Carlos Menem y su versión neoliberal del peronismo sostuvo su política de apertura indiscriminada, privatizaciones, desregulación e indultos, en la ficción de que un peso equivalía a un dólar. Con un sector público que seguía siendo deficitario, esa equivalencia sólo podía sostenerse en base al endeudamiento y estalló cuando se agotó ese recurso. A partir del Pacto de Olivos comenzó la declinación del bipartidismo, reemplazado por un sistema de coaliciones sin base ideológica o programática, fruto del puro oportunismo electoral.
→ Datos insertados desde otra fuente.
mod listener {
    use super::*;

    #[tokio::test]
    async fn delivers_confirmed_deposits_and_advances_the_cursor() {
        let client = Arc::new(MockClient::with_head(110));
        client.add_deposit(101, deposit_log(2, 7));
        let store = InMemoryStore::default();
        let config = chain_config("source", 1);
        let listener = Arc::new(EvmListener::new(
            &config,
            Arc::clone(&client),
            store.clone(),
        ));
        let (messages_tx, mut messages_rx) = mpsc::channel(16);
        let (sys_err_tx, _sys_err_rx) = mpsc::channel(16);
        let (stop, shutdown) = shutdown_pair();
        let task = tokio::spawn({
            let listener = Arc::clone(&listener);
            async move {
                listener
                    .listen_to_events(100, shutdown, messages_tx, sys_err_tx)
                    .await;
            }
        });

        let msg = tokio::time::timeout(
            Duration::from_secs(2),
            messages_rx.recv(),
        )
        .await
        .expect("a message within the deadline")
        .expect("channel open");
        assert_eq!(msg.source, DomainId(1));
        assert_eq!(msg.destination, DomainId(2));
        assert_eq!(msg.deposit_nonce, 7);
        assert_eq!(msg.resource_id, RESOURCE);
        assert_eq!(U256::from_big_endian(&msg.payload[0]), U256::from(1000));
        assert_eq!(msg.payload[1], vec![0xbe, 0xef]);

        // head 110 with 5 confirmations lets the cursor reach 105.
        let caught_up = wait_until(Duration::from_secs(2), || {
            store.last_block(DomainId(1)).unwrap() == Some(105)
        })
        .await;
        assert!(caught_up);

        stop.send(()).unwrap();
        task.await.unwrap();
    }

    #[tokio::test]
    async fn emits_messages_in_block_order() {
        let client = Arc::new(MockClient::with_head(110));
        client.add_deposit(101, deposit_log(2, 1));
        client.add_deposit(102, deposit_log(2, 2));
        client.add_deposit(103, deposit_log(2, 3));
        let config = chain_config("source", 1);
        let listener = Arc::new(EvmListener::new(
            &config,
            client,
            InMemoryStore::default(),
        ));
        let (messages_tx, mut messages_rx) = mpsc::channel(16);
        let (sys_err_tx, _sys_err_rx) = mpsc::channel(16);
        let (stop, shutdown) = shutdown_pair();
        let task = tokio::spawn(async move {
            listener.listen_to_events(100, shutdown, messages_tx, sys_err_tx).await;
        });

        let mut nonces = vec![];
        for _ in 0..3 {
            let msg = tokio::time::timeout(
                Duration::from_secs(2),
                messages_rx.recv(),
            )
            .await
            .expect("a message within the deadline")
            .expect("channel open");
            nonces.push(msg.deposit_nonce);
        }
        assert_eq!(nonces, vec![1, 2, 3]);

        stop.send(()).unwrap();
        task.await.unwrap();
    }

    #[tokio::test]
    async fn reorged_blocks_are_retried_until_the_link_repairs() {
        let client = Arc::new(MockClient::with_head(110));
        client.add_deposit(101, deposit_log(2, 7));
        // the first read of block 101 does not chain onto block 100.
        client.stale_parents.lock().insert(101);
        let store = InMemoryStore::default();
        let config = chain_config("source", 1);
        let listener = Arc::new(EvmListener::new(
            &config,
            Arc::clone(&client),
            store.clone(),
        ));
        let (messages_tx, mut messages_rx) = mpsc::channel(16);
        let (sys_err_tx, _sys_err_rx) = mpsc::channel(16);
        let (stop, shutdown) = shutdown_pair();
        let task = tokio::spawn({
            let listener = Arc::clone(&listener);
            async move {
                listener
                    .listen_to_events(100, shutdown, messages_tx, sys_err_tx)
                    .await;
            }
        });

        // the broken link fails the first attempt and the retry re-reads
        // the canonical block, so the deposit still comes through once.
        let msg = tokio::time::timeout(
            Duration::from_secs(2),
            messages_rx.recv(),
        )
        .await
        .expect("a message within the deadline")
        .expect("channel open");
        assert_eq!(msg.deposit_nonce, 7);
        assert!(client.stale_parents.lock().is_empty());

        let caught_up = wait_until(Duration::from_secs(2), || {
            store.last_block(DomainId(1)).unwrap() == Some(105)
        })
        .await;
        assert!(caught_up);

        stop.send(()).unwrap();
        task.await.unwrap();
    }

    /// A store whose writes always fail, to model a broken disk.
    #[derive(Clone)]
    struct FailingStore;

    impl BlockCursorStore for FailingStore {
        fn store_block(
            &self,
            _domain_id: DomainId,
            _block_number: u64,
        ) -> Result<()> {
            Err(Error::Generic("scripted storage failure"))
        }

        fn last_block(&self, _domain_id: DomainId) -> Result<Option<u64>> {
            Ok(None)
        }
    }

    #[tokio::test]
    async fn storage_failure_halts_the_chain() {
        let client = Arc::new(MockClient::with_head(110));
        let config = chain_config("source", 1);
        let listener =
            Arc::new(EvmListener::new(&config, client, FailingStore));
        let (messages_tx, _messages_rx) = mpsc::channel(16);
        let (sys_err_tx, mut sys_err_rx) = mpsc::channel(16);
        let (_stop, shutdown) = shutdown_pair();
        let task = tokio::spawn(async move {
            listener.listen_to_events(100, shutdown, messages_tx, sys_err_tx).await;
        });

        let fatal = tokio::time::timeout(
            Duration::from_secs(2),
            sys_err_rx.recv(),
        )
        .await
        .expect("a fatal error within the deadline")
        .expect("channel open");
        assert!(matches!(fatal, Error::Generic(_)));
        task.await.unwrap();
    }

    #[tokio::test]
    async fn holds_back_unconfirmed_blocks() {
        let client = Arc::new(MockClient::with_head(102));
        client.add_deposit(101, deposit_log(2, 7));
        let store = InMemoryStore::default();
        let config = chain_config("source", 1);
        let listener =
            Arc::new(EvmListener::new(&config, client, store.clone()));
        let (messages_tx, mut messages_rx) = mpsc::channel(16);
        let (sys_err_tx, _sys_err_rx) = mpsc::channel(16);
        let (stop, shutdown) = shutdown_pair();
        let task = tokio::spawn(async move {
            listener.listen_to_events(100, shutdown, messages_tx, sys_err_tx).await;
        });

        // head is only one block past the deposit, five are required.
        let delivered = tokio::time::timeout(
            Duration::from_millis(200),
            messages_rx.recv(),
        )
        .await;
        assert!(delivered.is_err());
        assert_eq!(store.last_block(DomainId(1)).unwrap(), None);

        stop.send(()).unwrap();
        task.await.unwrap();
    }

    #[tokio::test]
    async fn halts_the_chain_when_block_retries_are_exhausted() {
        let client = Arc::new(MockClient::with_head(110));
        client.failing_blocks.lock().insert(101);
        let store = InMemoryStore::default();
        let config = chain_config("source", 1);
        let listener =
            Arc::new(EvmListener::new(&config, client, store.clone()));
        let (messages_tx, _messages_rx) = mpsc::channel(16);
        let (sys_err_tx, mut sys_err_rx) = mpsc::channel(16);
        let (_stop, shutdown) = shutdown_pair();
        let task = tokio::spawn(async move {
            listener.listen_to_events(100, shutdown, messages_tx, sys_err_tx).await;
        });

        let fatal = tokio::time::timeout(
            Duration::from_secs(2),
            sys_err_rx.recv(),
        )
        .await
        .expect("a fatal error within the deadline")
        .expect("channel open");
        assert!(matches!(
            fatal,
            Error::BlockRetriesExhausted {
                domain_id: 1,
                block: 101,
            }
        ));
        // block 100 succeeded before the failure.
        assert_eq!(store.last_block(DomainId(1)).unwrap(), Some(100));
        task.await.unwrap();
    }
}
El kirchnerismo intentó disimular, detrás de un relato de seudo izquierda, una economía desequilibrada e inflacionaria que dejó de crecer a partir del 2011 y la realidad de un peronismo que abandonó de hecho el concepto de justicia social hasta convertirse en populismo clientelar cuyo único objetivo real consiste en conservar el poder y asegurar la impunidad. El 43% de pobreza grafica más allá de toda discusión, las consecuencias sociales de ese cambio cultural.
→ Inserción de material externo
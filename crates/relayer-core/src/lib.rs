// Copyright 2022 Webb Technologies Inc.
//
// Licensed under the Apache License, Version 2.0 (the "License");
// you may not use this file except in compliance with the License.
// You may obtain a copy of the License at
//
// http://www.apache.org/licenses/LICENSE-2.0
//
// Unless required by applicable law or agreed to in writing, software
// distributed under the License is distributed on an "AS IS" BASIS,
// WITHOUT WARRANTIES OR CONDITIONS OF ANY KIND, either express or implied.
// See the License for the specific language governing permissions and
// limitations under the License.

#![warn(missing_docs)]
//! # Relayer Core Module 🕸️
//!
//! The chain-agnostic heart of the relayer: the [`RelayedChain`]
//! abstraction and the [`Relayer`] that fans deposit messages from all
//! source chains into a single router and dispatches each one to its
//! destination chain.

use std::collections::HashMap;
use std::sync::Arc;

use tokio::sync::mpsc;

use crossbridge_relayer_context::{RelayerContext, Shutdown};
use crossbridge_relayer_types::{DomainId, Message};
use crossbridge_relayer_utils::Result;

/// Capacity of the fan-in message channel shared by all chain listeners.
const MESSAGE_CHANNEL_CAPACITY: usize = 512;
/// Capacity of the fatal-error channel.
const SYS_ERR_CHANNEL_CAPACITY: usize = 16;

/// A source of deposit messages from one chain.
///
/// Implementations poll their chain in block order and emit each decoded
/// deposit on `messages`. The loop only exits at a block boundary, on
/// shutdown or after reporting an unrecoverable error on `sys_err`.
#[async_trait::async_trait]
pub trait EventSource: Send + Sync {
    /// Polls from `start_block` until shutdown or a fatal error.
    async fn listen_to_events(
        &self,
        start_block: u64,
        shutdown: Shutdown,
        messages: mpsc::Sender<Message>,
        sys_err: mpsc::Sender<crossbridge_relayer_utils::Error>,
    );
}

/// A sink that turns messages into destination-chain proposal votes.
#[async_trait::async_trait]
pub trait ProposalSubmitter: Send + Sync {
    /// Votes the message's proposal. Must be idempotent against the
    /// destination's on-chain proposal state.
    async fn vote_proposal(&self, message: &Message) -> Result<()>;
}

/// A chain the relayer both listens to and writes to.
///
/// One instance per configured chain. The relayer only ever talks to a
/// chain through this trait, so chain families other than EVM can be
/// plugged in without touching the router.
#[async_trait::async_trait]
pub trait RelayedChain: Send + Sync {
    /// The bridge domain id this chain is registered under.
    fn domain_id(&self) -> DomainId;

    /// Human-readable chain name, used only for logging.
    fn name(&self) -> &str;

    /// Polls the chain for new deposits, forever.
    ///
    /// Every decoded deposit is sent on `messages`. The task must only
    /// return after the shutdown signal fires; any error it cannot
    /// recover from is reported on `sys_err` instead of being returned.
    async fn poll_events(
        &self,
        ctx: RelayerContext,
        messages: mpsc::Sender<Message>,
        sys_err: mpsc::Sender<crossbridge_relayer_utils::Error>,
    );

    /// Votes the message's proposal on this chain's bridge.
    ///
    /// Must be idempotent: re-delivering an already executed or already
    /// voted proposal is a no-op `Ok(())`.
    async fn write(&self, message: Message) -> Result<()>;
}

/// The relayer itself: a set of chains and the router between them.
#[derive(Default)]
pub struct Relayer {
    chains: Vec<Arc<dyn RelayedChain>>,
}

impl Relayer {
    /// Creates an empty relayer. Chains are added with [`Self::add_chain`].
    pub fn new() -> Self {
        Self::default()
    }

    /// Registers a chain as both an event source and a write target.
    pub fn add_chain(&mut self, chain: Arc<dyn RelayedChain>) {
        self.chains.push(chain);
    }

    /// Starts all chain listeners and runs the message router until the
    /// shutdown signal fires or a fatal error occurs.
    ///
    /// A single fatal error anywhere (a listener giving up on a block, a
    /// vote submission failing, a message for an unknown destination)
    /// brings the whole relayer down: partial operation would silently
    /// strand deposits, so we shut down every chain and return the error.
    pub async fn start(&self, ctx: RelayerContext) -> Result<()> {
        let routes: HashMap<DomainId, Arc<dyn RelayedChain>> = self
            .chains
            .iter()
            .map(|c| (c.domain_id(), Arc::clone(c)))
            .collect();

        let (messages_tx, mut messages_rx) =
            mpsc::channel::<Message>(MESSAGE_CHANNEL_CAPACITY);
        let (sys_err_tx, mut sys_err_rx) =
            mpsc::channel::<crossbridge_relayer_utils::Error>(
                SYS_ERR_CHANNEL_CAPACITY,
            );

        for chain in &self.chains {
            let chain = Arc::clone(chain);
            let ctx = ctx.clone();
            let messages_tx = messages_tx.clone();
            let sys_err_tx = sys_err_tx.clone();
            tracing::info!(
                chain = %chain.name(),
                domain_id = %chain.domain_id(),
                "starting chain listener",
            );
            tokio::spawn(async move {
                chain.poll_events(ctx, messages_tx, sys_err_tx).await;
            });
        }
        // the router holds no sender of its own; once every listener is
        // gone the message channel closes and we can tell.
        drop(messages_tx);
        drop(sys_err_tx);

        let mut shutdown_signal = ctx.shutdown_signal();
        loop {
            tokio::select! {
                // check shutdown before the channels, so that the
                // listeners dropping their senders on shutdown is not
                // mistaken for an abnormal stop.
                biased;
                _ = shutdown_signal.recv() => {
                    tracing::info!("router received shutdown signal");
                    return Ok(());
                }
                fatal = sys_err_rx.recv() => {
                    let e = fatal.unwrap_or(
                        crossbridge_relayer_utils::Error::TaskStoppedAbnormally,
                    );
                    tracing::error!("fatal chain error: {}", e);
                    ctx.shutdown();
                    return Err(e);
                }
                maybe_msg = messages_rx.recv() => {
                    let msg = match maybe_msg {
                        Some(msg) => msg,
                        None => {
                            ctx.shutdown();
                            return Err(
                                crossbridge_relayer_utils::Error::EventStreamClosed,
                            );
                        }
                    };
                    if let Err(e) = self.dispatch(&routes, msg).await {
                        ctx.shutdown();
                        return Err(e);
                    }
                }
            }
        }
    }

    async fn dispatch(
        &self,
        routes: &HashMap<DomainId, Arc<dyn RelayedChain>>,
        msg: Message,
    ) -> Result<()> {
        let destination = routes.get(&msg.destination).ok_or(
            crossbridge_relayer_utils::Error::UnconfiguredDomain {
                domain_id: msg.destination.0,
            },
        )?;
        tracing::debug!(
            message = %msg,
            chain = %destination.name(),
            "routing message to destination chain",
        );
        destination.write(msg).await
    }
}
Las PASO contribuyeron a debilitar a los partidos y borronear su identidad. Como dice Natalio Botana, derivamos de la democracia de partidos a la de candidatos. Perdió importancia el debate de ideas y la prioridad pasó por el acceso a los cargos y los negocios. Un sector numéricamente importante de la dirigencia política mostró signos de oligarquización y autorreferencialidad, perdiendo calidad y representatividad. El resultado es una sociedad empobrecida, desesperanzada y lógicamente resentida.
En 40 años de democracia, hay mucho por mejorar
Javier Milei es la consecuencia de ese proceso. Ni la notoria irracionalidad e ilegalidad de sus propuestas ni la vocación reaccionaria de una Vicepresidenta que pretende reivindicar el rol político de las Fuerzas Armadas e incurre en negacionismo, ni sus desequilibrios emocionales y sus groserías idiomáticas impidieron o limitaron su crecimiento electoral. Ante el nuevo ahogo ahora representado por la pobreza, la inflación y la inseguridad, la mayoría de los argentinos priorizó su necesidad de cambio aunque muchos lo hicieron sin medir el peligro de un salto al vacío, ya que el nivel de incertidumbre e imprevisibilidad es altísimo.
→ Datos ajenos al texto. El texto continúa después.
//! OpenAI Chat Completions implementation of the Completion Handler (§4.3).
//!
//! Requires `OPENAI_API_KEY` in the environment unless an explicit key is set
//! via [`CompletionParams::api_key`]. Builds requests through `async_openai`'s
//! builder types the same way the non-streaming and streaming paths share one
//! request-construction routine, differing only in `stream(true)` and how the
//! response is consumed.

use async_trait::async_trait;
use tokio::sync::mpsc;
use tokio_stream::StreamExt;
use tracing::{debug, trace};

use async_openai::{
    config::OpenAIConfig,
    types::chat::{
        ChatCompletionMessageToolCall, ChatCompletionMessageToolCalls,
        ChatCompletionRequestAssistantMessageArgs, ChatCompletionRequestMessage,
        ChatCompletionRequestSystemMessageArgs, ChatCompletionRequestToolMessageArgs,
        ChatCompletionRequestUserMessageArgs, ChatCompletionTool, ChatCompletionToolChoiceOption,
        ChatCompletionTools, CreateChatCompletionRequestArgs, FinishReason as OpenAiFinishReason,
        FunctionCall, FunctionObject, ResponseFormat as OpenAiResponseFormat,
        ResponseFormatJsonSchema, ToolChoiceOptions,
    },
    Client,
};

use crate::error::AgentError;
use crate::message::Role;

use super::{
    ChunkAccumulator, CompletionRequest, FinishReason, LlmClient, LlmResponse, LlmUsage,
    ReasoningLevel, ResponseFormat, StreamDelta, ToolCallDelta, ToolChoiceMode,
};

/// Maps OpenAI's per-choice stop reason onto this crate's provider-agnostic
/// [`FinishReason`]. `FunctionCall` is the legacy single-function-call
/// equivalent of `ToolCalls` and is folded into it; `ContentFilter` has no
/// direct equivalent in the Vercel frame vocabulary and is reported as `Error`.
fn map_finish_reason(reason: OpenAiFinishReason) -> FinishReason {
    match reason {
        OpenAiFinishReason::Stop => FinishReason::Stop,
        OpenAiFinishReason::ToolCalls | OpenAiFinishReason::FunctionCall => FinishReason::ToolCalls,
        OpenAiFinishReason::Length => FinishReason::Length,
        OpenAiFinishReason::ContentFilter => FinishReason::Error,
    }
}

/// OpenAI-backed completion handler.
///
/// Holds no per-call state: every request builds a fresh `async_openai`
/// request from the `CompletionRequest` it's given, so one `ChatOpenAI` can
/// safely serve concurrent calls for different agents or models.
pub struct ChatOpenAI {
    default_client: Client<OpenAIConfig>,
}

impl Default for ChatOpenAI {
    fn default() -> Self {
        Self::new()
    }
}

impl ChatOpenAI {
    /// Client using `OPENAI_API_KEY`/`OPENAI_BASE_URL` from the environment by
    /// default; per-request `base_url`/`api_key` override this.
    pub fn new() -> Self {
        Self {
            default_client: Client::new(),
        }
    }

    fn client_for(&self, request: &CompletionRequest) -> Client<OpenAIConfig> {
        let params = &request.params;
        if params.base_url.is_none() && params.api_key.is_none() {
            return self.default_client.clone();
        }
        let mut config = OpenAIConfig::new();
        if let Some(ref key) = params.api_key {
            config = config.with_api_key(key);
        }
        if let Some(ref base) = params.base_url {
            config = config.with_api_base(base);
        }
        Client::with_config(config)
    }

    fn message_to_request(message: &crate::message::Message) -> ChatCompletionRequestMessage {
        match message.role {
            Role::System => ChatCompletionRequestSystemMessageArgs::default()
                .content(message.content.clone())
                .build()
                .expect("system message always builds")
                .into(),
            Role::User => ChatCompletionRequestUserMessageArgs::default()
                .content(message.content.clone())
                .build()
                .expect("user message always builds")
                .into(),
            Role::Assistant => {
                let mut builder = ChatCompletionRequestAssistantMessageArgs::default();
                builder.content(message.content.clone());
                if !message.tool_calls.is_empty() {
                    let tool_calls: Vec<ChatCompletionMessageToolCalls> = message
                        .tool_calls
                        .iter()
                        .map(|tc| {
                            ChatCompletionMessageToolCalls::Function(ChatCompletionMessageToolCall {
                                id: tc.id.clone(),
                                function: FunctionCall {
                                    name: tc.name.clone(),
                                    arguments: tc.arguments_json(),
                                },
                            })
                        })
                        .collect();
                    builder.tool_calls(tool_calls);
                }
                builder
                    .build()
                    .expect("assistant message always builds")
                    .into()
            }
            Role::Tool => ChatCompletionRequestToolMessageArgs::default()
                .content(message.content.clone())
                .tool_call_id(message.tool_call_id.clone().unwrap_or_default())
                .build()
                .expect("tool message always builds")
                .into(),
        }
    }

    fn build_request(
        &self,
        request: &CompletionRequest,
        stream: bool,
    ) -> Result<async_openai::types::chat::CreateChatCompletionRequest, AgentError> {
        let mut args = CreateChatCompletionRequestArgs::default();
        args.model(request.model.clone());
        args.messages(
            request
                .messages
                .iter()
                .map(Self::message_to_request)
                .collect::<Vec<_>>(),
        );
        args.stream(stream);

        if !request.tools.is_empty() {
            let tools: Vec<ChatCompletionTools> = request
                .tools
                .iter()
                .map(|t| {
                    ChatCompletionTools::Function(ChatCompletionTool {
                        function: FunctionObject {
                            name: t.name.clone(),
                            description: Some(t.description.clone()),
                            parameters: Some(t.input_schema.clone()),
                            ..Default::default()
                        },
                    })
                })
                .collect();
            args.tools(tools);
        }

        let params = &request.params;
        if let Some(t) = params.temperature {
            args.temperature(t);
        }
        if let Some(mode) = params.tool_choice {
            let opt = match mode {
                ToolChoiceMode::Auto => ToolChoiceOptions::Auto,
                ToolChoiceMode::None => ToolChoiceOptions::None,
                ToolChoiceMode::Required => ToolChoiceOptions::Required,
            };
            args.tool_choice(ChatCompletionToolChoiceOption::Mode(opt));
        }
        if let Some(level) = params.reasoning {
            let effort = match level {
                ReasoningLevel::Low => "low",
                ReasoningLevel::Medium => "medium",
                ReasoningLevel::High => "high",
            };
            args.reasoning_effort(effort);
        }
        if let Some(ref format) = params.response_format {
            let value = match format {
                ResponseFormat::Text => OpenAiResponseFormat::Text,
                ResponseFormat::JsonObject => OpenAiResponseFormat::JsonObject,
                ResponseFormat::JsonSchema { name, schema } => OpenAiResponseFormat::JsonSchema {
                    json_schema: ResponseFormatJsonSchema {
                        name: name.clone(),
                        description: None,
                        schema: Some(schema.clone()),
                        strict: Some(true),
                    },
                },
            };
            args.response_format(value);
        }

        args.build().map_err(|e| {
            if params.drop_params {
                debug!(error = %e, "dropping unsupported completion params and retrying with defaults");
                AgentError::Completion(format!("request build failed even after dropping params: {e}"))
            } else {
                AgentError::Completion(format!("request build failed: {e}"))
            }
        })
    }
}

#[async_trait]
impl LlmClient for ChatOpenAI {
    async fn complete(&self, request: &CompletionRequest) -> Result<LlmResponse, AgentError> {
        let built = self.build_request(request, false)?;
        let client = self.client_for(request);

        debug!(model = %request.model, message_count = request.messages.len(), tools = request.tools.len(), "completion request");
        if let Ok(js) = serde_json::to_string(&built) {
            trace!(request = %js, "completion request body");
        }

        let response = client
            .chat()
            .create(built)
            .await
            .map_err(|e| AgentError::Completion(format!("OpenAI API error: {e}")))?;

        let choice = response
            .choices
            .into_iter()
            .next()
            .ok_or_else(|| AgentError::Completion("OpenAI returned no choices".to_string()))?;

        let finish_reason = choice.finish_reason.map(map_finish_reason);
        let msg = choice.message;
        let content = msg.content.unwrap_or_default();
        let tool_calls = msg
            .tool_calls
            .unwrap_or_default()
            .into_iter()
            .filter_map(|tc| match tc {
                ChatCompletionMessageToolCalls::Function(f) => Some(
                    crate::message::ToolCall::from_wire(f.id, f.function.name, &f.function.arguments),
                ),
            })
            .collect();

        let usage = response.usage.map(|u| LlmUsage {
            prompt_tokens: u.prompt_tokens,
            completion_tokens: u.completion_tokens,
            total_tokens: u.total_tokens,
        });

        Ok(LlmResponse {
            content,
            reasoning: msg.reasoning_content,
            tool_calls,
            usage,
            finish_reason,
        })
    }

    async fn stream(
        &self,
        request: &CompletionRequest,
        tx: mpsc::Sender<StreamDelta>,
    ) -> Result<LlmResponse, AgentError> {
        let built = self.build_request(request, true)?;
        let client = self.client_for(request);

        debug!(model = %request.model, stream = true, "completion stream request");

        let mut stream = client
            .chat()
            .create_stream(built)
            .await
            .map_err(|e| AgentError::Completion(format!("OpenAI stream error: {e}")))?;

        let mut accumulator = ChunkAccumulator::new();

        while let Some(item) = stream.next().await {
            let chunk = item.map_err(|e| AgentError::Completion(format!("OpenAI stream error: {e}")))?;

            if let Ok(raw) = serde_json::to_value(&chunk) {
                let delta = StreamDelta {
                    raw: Some(raw),
                    ..Default::default()
                };
                let _ = tx.send(delta).await;
            }

            if let Some(ref u) = chunk.usage {
                let usage = LlmUsage {
                    prompt_tokens: u.prompt_tokens,
                    completion_tokens: u.completion_tokens,
                    total_tokens: u.total_tokens,
                };
                let delta = StreamDelta {
                    usage: Some(usage),
                    ..Default::default()
                };
                accumulator.absorb(&delta);
                let _ = tx.send(delta).await;
            }

            for choice in &chunk.choices {
                let d = &choice.delta;
                if let Some(ref content) = d.content {
                    if !content.is_empty() {
                        let delta = StreamDelta {
                            content: Some(content.clone()),
                            ..Default::default()
                        };
                        accumulator.absorb(&delta);
                        let _ = tx.send(delta).await;
                    }
                }
                if let Some(ref reasoning) = d.reasoning_content {
                    if !reasoning.is_empty() {
                        let delta = StreamDelta {
                            reasoning: Some(reasoning.clone()),
                            ..Default::default()
                        };
                        accumulator.absorb(&delta);
                        let _ = tx.send(delta).await;
                    }
                }
                if let Some(ref tool_calls) = d.tool_calls {
                    for tc in tool_calls {
                        let delta = StreamDelta {
                            tool_call: Some(ToolCallDelta {
                                index: tc.index,
                                id: tc.id.clone(),
                                name: tc.function.as_ref().and_then(|f| f.name.clone()),
                                arguments_delta: tc.function.as_ref().and_then(|f| f.arguments.clone()),
                            }),
                            ..Default::default()
                        };
                        accumulator.absorb(&delta);
                        let _ = tx.send(delta).await;
                    }
                }
                if let Some(reason) = choice.finish_reason {
                    let delta = StreamDelta {
                        finish_reason: Some(map_finish_reason(reason)),
                        ..Default::default()
                    };
                    accumulator.absorb(&delta);
                    let _ = tx.send(delta).await;
                }
            }
        }

        Ok(accumulator.finish())
    }
}

#[cfg(test)]
mod tests {
    use super::*;
    use crate::message::Message;

    fn unreachable_request(messages: Vec<Message>) -> (ChatOpenAI, CompletionRequest) {
        let client = ChatOpenAI::new();
        let mut req = CompletionRequest::new("gpt-4o-mini", messages);
        req.params.api_key = Some("test-key".to_string());
        req.params.base_url = Some("https://127.0.0.1:1".to_string());
        (client, req)
    }

    #[tokio::test]
    async fn complete_against_unreachable_base_returns_error() {
        let (client, req) = unreachable_request(vec![Message::user(
            "hi",
            crate::message::Source::new(crate::message::SourceKind::User, "user"),
        )]);
        assert!(client.complete(&req).await.is_err());
    }

    #[tokio::test]
    async fn stream_against_unreachable_base_returns_error() {
        let (client, req) = unreachable_request(vec![Message::user(
            "hi",
            crate::message::Source::new(crate::message::SourceKind::User, "user"),
        )]);
        let (tx, _rx) = mpsc::channel(8);
        assert!(client.stream(&req, tx).await.is_err());
    }
}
Pero aun ante esta realidad angustiante, más allá de esa difundida sensación de sufrir carencias básicas mientras ciertos dirigentes se enriquecieron a su costa, los argentinos creyeron en el voto y por esa vía legítima y pacífica, la mayoría que buscaba el cambio alcanzó su objetivo. El oficialismo perdió. El plan platita no funcionó. Tampoco el encierro de la grieta tan utilizada por Cristina Kirchner, ni la carísima campaña de sospechosa financiación. Quedó demostrado que en una democracia, el poder de la última palabra la tiene el votante. Si sabemos utilizarlo, los argentinos impulsaremos el objetivo de crecer y distribuir con justicia, garantizaremos la libertad y la paz y aseguraremos la reconstrucción de nuestro mundo moral.
(*) – Por Juan Manuel Casella. Ex secretario general del Comité Nacional de la Unión Cívica Radical, ex diputado nacional y ex ministro de Trabajo durante la presidencia de Raúl Alfonsín.